Learn more about Kyruus by checking out its blog or watching the below video:

TytoCare (Netanya, Israel)

Like many parents, TytoCare CEO and co-founder, Dedi Gilad, found himself visiting the pediatrician with his young children nearly every other week. The time-consuming process was second nature: wake up, get the kids dressed, call in late to work, sit in traffic, and then wait in a physician’s office where he and his children would be exposed to who-knows-what kinds of germs. Usually, the doctor diagnosed a simple ear or throat infection that could be cleared up with rest and medicine. It made Gilad think: Could this whole interaction happen remotely?

From its inception, Tyto focused on recreating the examination elements of primary care through telemedicine. In the United States, people visit primary care physicians for acute conditions approximately 800 million times per year. As Gilad explains, “You’re usually being run through a physical exam, imaging of the ear, throat, and skin. The physician is listening to your heart, your lungs. It’s part of the basic way of practicing medicine. And TytoCare really replicates that.” Patients can use the company’s handheld device and app to take a variety of measurements that are then sent to a clinician for diagnosis. Tyto uses a combination of visual sensors to perform ear, throat, and skin imaging, as well as sound sensors and a stethoscope to examine the lungs, heart, and abdomen with medical-grade quality.

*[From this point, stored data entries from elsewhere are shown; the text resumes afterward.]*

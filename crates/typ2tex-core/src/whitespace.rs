//! Blank-line normalisation
//!
//! Runs last, after passes that leave empty lines where directives and
//! comment blocks were removed.

use regex::Regex;
use std::sync::LazyLock;

static BLANK_RUN: LazyLock<Regex> = LazyLock::new(|| Regex::new(r"\n\s*\n\s*\n").unwrap());

/// Collapse whitespace runs holding three or more line breaks to a single
/// blank line
pub fn collapse_blank_lines(input: &str) -> String {
    BLANK_RUN.replace_all(input, "\n\n").into_owned()
}
//! Math conversion through an external command
//!
//! Every `$...$` span is handed, one at a time and in source order, to a
//! [`MathConverter`]. Spans are the math regions of the mode-aware scanner,
//! the same ones the emphasis pass skips: an escaped `\$` opens nothing and
//! a `$` inside a `/* ... */` comment is comment text. A `$` that is never
//! closed is left alone. The default converter writes the span to a scoped
//! temporary file and runs `pandoc -f typst -t latex <file>` with a timeout.
//!
//! A failed span is never fatal: the converter's error becomes a
//! [`MathOutcome::Degraded`] carrying the original text, a warning is
//! logged, and the span is left as it was.

use std::io::{self, Read, Write};
use std::process::{Command, ExitStatus, Output, Stdio};
use std::thread::{self, JoinHandle};
use std::time::{Duration, Instant};
use thiserror::Error;
use tracing::{debug, warn};
use typ_markup::{Mode, regions};

/// Default time a single span may take
pub const DEFAULT_TIMEOUT: Duration = Duration::from_secs(10);

/// Interval between checks on a running converter process
const POLL_INTERVAL: Duration = Duration::from_millis(10);

/// Errors from a single math conversion
#[derive(Debug, Error)]
pub enum DelegateError {
    #[error("Failed to write math span to a temporary file: {0}")]
    TempFile(#[source] io::Error),

    #[error("Failed to run `{command}`: {source}")]
    Spawn { command: String, source: io::Error },

    #[error("Failed while waiting for `{command}`: {source}")]
    Wait { command: String, source: io::Error },

    #[error("`{command}` timed out after {timeout:?}")]
    Timeout { command: String, timeout: Duration },

    #[error("`{command}` failed ({status}): {stderr}")]
    Failed {
        command: String,
        status: ExitStatus,
        stderr: String,
    },

    #[error("`{command}` produced invalid UTF-8 output")]
    InvalidOutput { command: String },
}

/// Converts one math span to LaTeX
pub trait MathConverter {
    /// Convert the span, delimiters included
    fn convert(&self, span: &str) -> Result<String, DelegateError>;
}

impl<F> MathConverter for F
where
    F: Fn(&str) -> Result<String, DelegateError>,
{
    fn convert(&self, span: &str) -> Result<String, DelegateError> {
        self(span)
    }
}

/// Runs an external command on a temporary file holding the span
#[derive(Debug, Clone, PartialEq, Eq)]
pub struct CommandConverter {
    /// Program to run (e.g. "pandoc")
    pub command: String,
    /// Arguments placed before the input file path
    pub args: Vec<String>,
    /// Time after which the process is killed
    pub timeout: Duration,
}

impl Default for CommandConverter {
    fn default() -> Self {
        Self {
            command: "pandoc".to_string(),
            args: ["-f", "typst", "-t", "latex"]
                .into_iter()
                .map(String::from)
                .collect(),
            timeout: DEFAULT_TIMEOUT,
        }
    }
}

impl CommandConverter {
    /// Create a converter for `command` with no arguments
    pub fn new(command: impl Into<String>) -> Self {
        Self {
            command: command.into(),
            args: Vec::new(),
            timeout: DEFAULT_TIMEOUT,
        }
    }

    pub fn with_args<I, S>(mut self, args: I) -> Self
    where
        I: IntoIterator<Item = S>,
        S: Into<String>,
    {
        self.args = args.into_iter().map(Into::into).collect();
        self
    }

    pub fn with_timeout(mut self, timeout: Duration) -> Self {
        self.timeout = timeout;
        self
    }
}

impl MathConverter for CommandConverter {
    fn convert(&self, span: &str) -> Result<String, DelegateError> {
        let mut file = tempfile::Builder::new()
            .prefix("typ2tex-math-")
            .suffix(".typ")
            .tempfile()
            .map_err(DelegateError::TempFile)?;
        file.write_all(span.as_bytes())
            .and_then(|()| file.flush())
            .map_err(DelegateError::TempFile)?;

        // Close our handle so the converter can open the file on every
        // platform; the path is still removed when `input` drops.
        let input = file.into_temp_path();

        let mut cmd = Command::new(&self.command);
        cmd.args(&self.args)
            .arg(&*input)
            .stdin(Stdio::null())
            .stdout(Stdio::piped())
            .stderr(Stdio::piped());

        let output = execute_with_timeout(&mut cmd, &self.command, self.timeout)?;

        if !output.status.success() {
            return Err(DelegateError::Failed {
                command: self.command.clone(),
                status: output.status,
                stderr: String::from_utf8_lossy(&output.stderr).trim().to_string(),
            });
        }

        let stdout = String::from_utf8(output.stdout).map_err(|_| DelegateError::InvalidOutput {
            command: self.command.clone(),
        })?;

        Ok(stdout.trim_end_matches(['\r', '\n']).to_string())
    }
}

/// Run a command, killing it once `timeout` has elapsed
///
/// stdout and stderr are drained on background threads while the process
/// runs, so a converter writing more than a pipe buffer never stalls.
fn execute_with_timeout(
    cmd: &mut Command,
    command: &str,
    timeout: Duration,
) -> Result<Output, DelegateError> {
    let mut child = cmd.spawn().map_err(|source| DelegateError::Spawn {
        command: command.to_string(),
        source,
    })?;

    let stdout = drain(child.stdout.take());
    let stderr = drain(child.stderr.take());

    let wait_error = |source| DelegateError::Wait {
        command: command.to_string(),
        source,
    };
    let start = Instant::now();

    // Poll for completion with timeout
    let status = loop {
        match child.try_wait().map_err(wait_error)? {
            Some(status) => break status,
            None if start.elapsed() > timeout => {
                // Reap the killed process so it does not linger as a zombie.
                // The drain threads are left to finish on their own, since a
                // grandchild may still hold the pipes open.
                let _ = child.kill();
                let _ = child.wait();
                return Err(DelegateError::Timeout {
                    command: command.to_string(),
                    timeout,
                });
            }
            None => thread::sleep(POLL_INTERVAL),
        }
    };

    Ok(Output {
        status,
        stdout: collect(stdout).map_err(wait_error)?,
        stderr: collect(stderr).map_err(wait_error)?,
    })
}

/// Read a child pipe to the end on its own thread
fn drain<R: Read + Send + 'static>(pipe: Option<R>) -> JoinHandle<io::Result<Vec<u8>>> {
    thread::spawn(move || {
        let mut buf = Vec::new();
        if let Some(mut pipe) = pipe {
            pipe.read_to_end(&mut buf)?;
        }
        Ok(buf)
    })
}

fn collect(handle: JoinHandle<io::Result<Vec<u8>>>) -> io::Result<Vec<u8>> {
    handle
        .join()
        .unwrap_or_else(|_| Err(io::Error::other("pipe reader panicked")))
}

/// Result of converting one span
#[derive(Debug)]
pub enum MathOutcome {
    /// The converter's output
    Converted(String),
    /// The span could not be converted and is kept as written
    Degraded {
        original: String,
        error: DelegateError,
    },
}

impl MathOutcome {
    /// The text that replaces the span
    pub fn into_text(self) -> String {
        match self {
            MathOutcome::Converted(text) => text,
            MathOutcome::Degraded { original, .. } => original,
        }
    }

    pub fn is_degraded(&self) -> bool {
        matches!(self, MathOutcome::Degraded { .. })
    }
}

/// Convert a single span, keeping the original on failure
pub fn delegate_span(span: &str, converter: &dyn MathConverter) -> MathOutcome {
    match converter.convert(span) {
        Ok(text) => MathOutcome::Converted(text),
        Err(error) => MathOutcome::Degraded {
            original: span.to_string(),
            error,
        },
    }
}

/// Convert every `$...$` span in source order
pub fn convert_math(input: &str, converter: &dyn MathConverter) -> String {
    let mut output = String::with_capacity(input.len());
    let mut copied = 0;
    let mut converted = 0usize;
    let mut degraded = 0usize;

    // An unterminated region runs to the end of the input and is not math
    let spans = regions(input)
        .into_iter()
        .filter(|region| region.mode == Mode::Math && region.end < input.len());

    for region in spans {
        // Widen the interior by the one-byte `$` delimiters
        let (start, end) = (region.start - 1, region.end + 1);
        output.push_str(&input[copied..start]);

        match delegate_span(&input[start..end], converter) {
            MathOutcome::Converted(text) => {
                converted += 1;
                output.push_str(&text);
            }
            MathOutcome::Degraded { original, error } => {
                degraded += 1;
                warn!(span = %preview(&original), %error, "Math conversion failed, keeping original");
                output.push_str(&original);
            }
        }
        copied = end;
    }
    output.push_str(&input[copied..]);

    debug!(converted, degraded, "Math spans processed");
    output
}

/// First 100 characters of a span, for diagnostics
fn preview(span: &str) -> String {
    const LIMIT: usize = 100;
    let mut chars = span.chars();
    let head: String = chars.by_ref().take(LIMIT).collect();
    if chars.next().is_some() {
        format!("{head}...")
    } else {
        head
    }
}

The system also gives guidance on how to position the device against the body, take measurements, and how to validate the quality of the exam. A smart thermometer and heart rate calculator complete the examination. TytoCare is able to cover about 60 to 70 percent of what a primary care physician typically does during an appointment.

TytoCare, which recently raised $25 million in Series C funding led by Ping An Global Venture Fund, has big plans for the future. Today, the company is focused on making its telehealth solution accessible to as many patients as possible through partnerships in a B2B2C model, which will help clinicians practice medicine remotely and give telemedicine companies increased traffic. Next, Gilad envisions TytoCare going directly to the consumer. He notes, “When we have enough services supporting Tyto on the network side—healthcare systems, physician groups, telemedicine companies—we can go directly nationwide and let consumers choose a clinician from a large network of providers, or have them invite their own clinician to join the network.”